Özgün grup: Köy odalı çantı camiler
İskilip’te tespit edilen dokuz çantı caminin dört örneği, alt katta köy odası üst katta cami düzeniyle ayrışıyor: Güneyaluç Köyü Madanlar ve Memiler Mahalle camileri, Sarıkavak Köyü Camii ve Yaylacıkseki Köyü Camii. Bu yapılar, eğimli araziye yerleşen iki katlı şema, üst katta çantı duvar tekniği, alt katta ise çoğunlukla karkas-yığma (ahşap-kerpiç-tuğla) çözümleriyle tanımlanıyor. Sarıkavak örneği, iki katın da çantı tekniğiyle yapılması, doğu-batı yönelişli harim, kadınlar mahfilinin bulunmaması ve mihrabın tuğla-alçı malzemeyle tasarlanması gibi özelliklerle diğerlerinden ayrılıyor.
Yapıların mimari ve malzeme özellikleri
Güneyaluç Madanlar Camii’nde üst kattaki harim on dokuz sıra ahşap kalasla yükseltiliyor; köşelerde kurt boğaz geçmeler görülüyor. İçte alçı sıvalı yüzeyler, ahşap mihrap-minber ve kadınlar mahfili sade bir düzen kuruyor. Tavan ortasında yıldız formlu süsleme öne çıkıyor. Alt kattaki köy odası, sedir-seki izleri, küçük pencereler ve depolama nişleriyle işlevsel bir toplanma mekânı olarak kaydediliyor.
Güneyaluç Memiler Camii’nde üst kat yirmi sıra kalasla örülen çantı duvarlara sahip; mihrapta ay-yıldız tepelik, minber ve kadınlar mahfilinde ahşap işçilik görülüyor. Harimdeki tüm elemanlar ahşap ve yağlı boyalı; tavan ortasında ay-yıldız motifli süsleme bulunuyor.
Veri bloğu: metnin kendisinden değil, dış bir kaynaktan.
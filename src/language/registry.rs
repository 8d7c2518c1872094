//! Language registry
//!
//! Pattern tables from [`super::patterns`] compiled once into `RegexSet`s.
//! The registry is immutable after construction and shared across callers.

use std::collections::HashMap;
use std::fmt;
use std::sync::Arc;

use once_cell::sync::Lazy;
use regex::{Regex, RegexSet, RegexSetBuilder};
use serde::Serialize;

use super::patterns::ALL_LANGUAGES;

// ============================================================================
// Static definitions
// ============================================================================

/// A disambiguation pattern with its score contribution
pub struct Booster {
    pub pattern: &'static str,
    pub weight: i32,
}

impl Booster {
    pub const fn new(pattern: &'static str, weight: i32) -> Self {
        Self { pattern, weight }
    }
}

/// Complete definition for one language
pub struct LanguageDefinition {
    /// Canonical display name, also the tie-break key
    pub name: &'static str,
    /// Alternate spellings accepted by [`LanguageRegistry::resolve`]
    pub aliases: &'static [&'static str],
    /// Source file extension, without the dot
    pub extension: &'static str,
    /// Detection predicate: matches if ANY marker matches
    pub markers: &'static [&'static str],
    /// When non-empty, ANY of these must also match
    pub requires: &'static [&'static str],
    pub case_insensitive: bool,
    /// Uniqueness signal, worth [`SIGNATURE_WEIGHT`] when it matches
    pub signature: &'static str,
    pub boosters: &'static [Booster],
}

/// Score added when a candidate's signature matches
pub const SIGNATURE_WEIGHT: i32 = 2;

// ============================================================================
// Language identifier
// ============================================================================

/// Opaque identifier of a registered language
#[derive(Debug, Clone, Copy, PartialEq, Eq, Hash, PartialOrd, Ord, Serialize)]
#[serde(transparent)]
pub struct Language(&'static str);

impl Language {
    #[must_use]
    pub const fn name(&self) -> &'static str {
        self.0
    }
}

impl fmt::Display for Language {
    fn fmt(&self, f: &mut fmt::Formatter<'_>) -> fmt::Result {
        f.write_str(self.0)
    }
}

impl AsRef<str> for Language {
    fn as_ref(&self) -> &str {
        self.0
    }
}

// ============================================================================
// Compiled entries
// ============================================================================

/// Pre-compiled patterns for one language
/// Uses RegexSet for the any-of predicate, individual Regex for scoring
pub struct CompiledLanguage {
    language: Language,
    extension: &'static str,
    markers: RegexSet,
    requires: Option<RegexSet>,
    signature: Regex,
    boosters: Vec<(Regex, i32)>,
}

impl CompiledLanguage {
    pub fn compile(def: &LanguageDefinition) -> Result<Self, regex::Error> {
        let markers = RegexSetBuilder::new(def.markers)
            .case_insensitive(def.case_insensitive)
            .build()?;

        let requires = if def.requires.is_empty() {
            None
        } else {
            Some(
                RegexSetBuilder::new(def.requires)
                    .case_insensitive(def.case_insensitive)
                    .build()?,
            )
        };

        let boosters = def
            .boosters
            .iter()
            .map(|b| Regex::new(b.pattern).map(|re| (re, b.weight)))
            .collect::<Result<Vec<_>, _>>()?;

        Ok(Self {
            language: Language(def.name),
            extension: def.extension,
            markers,
            requires,
            signature: Regex::new(def.signature)?,
            boosters,
        })
    }

    #[must_use]
    pub fn language(&self) -> Language {
        self.language
    }

    #[must_use]
    pub fn extension(&self) -> &'static str {
        self.extension
    }

    /// The detection predicate
    #[must_use]
    pub fn matches(&self, code: &str) -> bool {
        self.markers.is_match(code) && self.requires.as_ref().is_none_or(|r| r.is_match(code))
    }

    #[must_use]
    pub fn signature_matches(&self, code: &str) -> bool {
        self.signature.is_match(code)
    }

    /// Sum of weights of every booster that matches, each counted once
    #[must_use]
    pub fn booster_score(&self, code: &str) -> i32 {
        self.boosters
            .iter()
            .filter(|(re, _)| re.is_match(code))
            .map(|(_, weight)| *weight)
            .sum()
    }
}

// ============================================================================
// Registry
// ============================================================================

/// Fixed set of languages the classifier knows about
pub struct LanguageRegistry {
    languages: Vec<CompiledLanguage>,
    /// lowercased name or alias -> index into `languages`
    lookup: HashMap<String, usize>,
}

/// Pre-compiled registry for all built-in languages (compiled once at first use)
static BUILTIN: Lazy<Arc<LanguageRegistry>> = Lazy::new(|| {
    Arc::new(
        LanguageRegistry::from_definitions(ALL_LANGUAGES)
            .expect("Invalid regex patterns in language definition"),
    )
});

impl LanguageRegistry {
    pub fn from_definitions(definitions: &[&LanguageDefinition]) -> Result<Self, regex::Error> {
        let mut languages = Vec::with_capacity(definitions.len());
        let mut lookup = HashMap::new();

        for def in definitions {
            let index = languages.len();
            languages.push(CompiledLanguage::compile(def)?);
            lookup.insert(def.name.to_lowercase(), index);
            for alias in def.aliases {
                lookup.entry(alias.to_lowercase()).or_insert(index);
            }
        }

        Ok(Self { languages, lookup })
    }

    /// The process-wide built-in registry
    #[must_use]
    pub fn builtin() -> Arc<LanguageRegistry> {
        Arc::clone(&BUILTIN)
    }

    /// Map a display name or alias (case-insensitive) to a registered language
    #[must_use]
    pub fn resolve(&self, name: &str) -> Option<Language> {
        self.lookup
            .get(&name.trim().to_lowercase())
            .map(|&i| self.languages[i].language)
    }

    #[must_use]
    pub fn get(&self, language: Language) -> Option<&CompiledLanguage> {
        self.lookup
            .get(&language.name().to_lowercase())
            .map(|&i| &self.languages[i])
    }

    /// Entries in registry order
    pub fn iter(&self) -> impl Iterator<Item = &CompiledLanguage> {
        self.languages.iter()
    }

    pub fn languages(&self) -> impl Iterator<Item = Language> + '_ {
        self.languages.iter().map(CompiledLanguage::language)
    }

    #[must_use]
    pub fn len(&self) -> usize {
        self.languages.len()
    }

    #[must_use]
    pub fn is_empty(&self) -> bool {
        self.languages.is_empty()
    }
}

impl fmt::Debug for LanguageRegistry {
    fn fmt(&self, f: &mut fmt::Formatter<'_>) -> fmt::Result {
        f.debug_list().entries(self.languages()).finish()
    }
}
Alt kattaki köy odası onarım görmüş olsa da üç yönden seki düzeni ve ahşap tavanıyla tipolojiyi sürdürmekte.
Sarıkavak Köyü Camii’nde hem alt kat köy odası hem üst kat cami çantı tekniğiyle inşa edilmiş. Harim doğu-batı eksenli; mihrap dışta ateş tuğlası, içte alçıyla biçimlendirilmiş; kadınlar mahfili yok. Bu özellikler, yapıyı grup içinde ünik kılıyor.
Yaylacıkseki Köyü Camii’nde üst kat çantı, alt kat karkas sistemde çözümlenmiş. Harimde ahşap kaplı duvarlar, iki dikey destek, sade mihrap-minber ve tavan düzeni dikkat çekiyor. Kuzeyde geç dönemde eklenen giriş birimi izleniyor.
Sosyo-kültürel anlam: Dini ve sivil işlevlerin buluşması
Bulgular, köy odalarının sohbet, istişare, tören ve misafir ağırlama gibi işlevlerle toplumsal dayanışmayı güçlendirdiğini; çantı camilerle aynı gövde altında birleştirildiğinde dini merkez ile sosyal merkezin iç içe geçtiğini gösteriyor. Bu birleşik düzen, sınırlı kaynak ve alan koşullarında ekonomik-işlevsel bir çözüm üretirken, yerel ustalığın malzeme ve teknik bilgisiyle desteklenmiş.
Bölgesel etkileşim ve tipoloji
İskilip’in coğrafi konumu nedeniyle Karadeniz-İç Anadolu geçiş özellikleri mimariye yansıyor. Çalışma, benzer köy odalı çantı cami örneklerinin Çorum-Bayat, Tokat-Niksar, Sinop-Boyabat, Ordu-Akkuş ve Artvin-Şavşat gibi yakın havzalarda da görüldüğünü derleyerek tipolojinin bölgesel yayılımına işaret ediyor. İskilip özelinde altı köydeki yapılar içinde dört örneğin “köy odalı çantı cami” olarak gruplanması, literatürde eksik kalan bir kategoriye açıklık getiriyor.
Koruma ve süreklilik açısından çıkarımlar
Nüfus hareketleri, göç ve kullanım kaybı nedeniyle bazı köy odaları işlevini yitirmiş olsa da pek çok yapıda mimari bütünlük korunmuş durumda. Araştırma, köy odalı çantı camilerin tescil ve koruma süreçleriyle yaşatılmasının, yerel tarih ve kültürel mirasın gelecek kuşaklara aktarımı için kritik olduğunu vurguluyor. Belgelenen örnekler, mimarlık tarihi, sanat tarihi, folklor ve kültür tarihi disiplinleri için birer referans niteliğinde.